The first invocation after a quiet period incurs a cold start of a few hundred milliseconds. For this asynchronous, bursty workload that's acceptable, and the team pays only for actual processing — a strong fit for serverless. A steady 24/7 video-transcoding farm at high utilization, by contrast, might be cheaper on reserved compute.

How it connects

Serverless Development on AWS, Ch. 9

Serverless is horizontal scaling (DS-01) made automatic, and its functions are the natural consumers of the events (DS-02), flows (DS-04), and data-product pipelines (DS-03) seen earlier in the path.
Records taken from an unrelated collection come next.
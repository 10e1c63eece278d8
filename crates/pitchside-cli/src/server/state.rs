//! Application state for the API server.

use std::sync::Arc;
use tokio::sync::RwLock;

use pitchside::{Pitchside, PreparedCache, PreparedData};

/// Shared application state.
///
/// The prepared table lives behind the explicit preparation cache: filter
/// queries reuse it, and the reload endpoint is the invalidation path
/// when a source file changes on disk.
#[derive(Clone)]
pub struct AppState {
    pub pipeline: Arc<Pitchside>,
    cache: Arc<RwLock<PreparedCache>>,
}

impl AppState {
    pub fn new(pipeline: Pitchside) -> Self {
        Self {
            pipeline: Arc::new(pipeline),
            cache: Arc::new(RwLock::new(PreparedCache::new())),
        }
    }

    /// The prepared table, from cache when the source files are unchanged.
    pub async fn prepared(&self) -> pitchside::Result<Arc<PreparedData>> {
        let mut cache = self.cache.write().await;
        cache.get_or_prepare(&self.pipeline)
    }

    /// Drop the cached table and re-run the pipeline.
    pub async fn reload(&self) -> pitchside::Result<Arc<PreparedData>> {
        let mut cache = self.cache.write().await;
        cache.invalidate();
        cache.get_or_prepare(&self.pipeline)
    }
}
It closes the path by showing how the primitives — statelessness, events, streams — compose into an operational model where you ship functions and the platform handles scale.

Common traps
  • Reading 'serverless' as 'no servers' — servers exist; the provider just manages them for you.
  • Ignoring cold starts — the first call to an idle function pays initialization latency.
  • Assuming serverless is always cheapest; steady high-utilization workloads can be cheaper on reserved capacity.
Key takeaways
  • FaaS (e.g. Lambda) runs your functions on demand; managed services handle queues, storage, and databases.
  • Event triggers invoke functions; scaling is automatic and per-request; you pay only for execution.
  • Great for spiky, event-driven glue; weaker for long-running, latency-critical, or steady heavy workloads.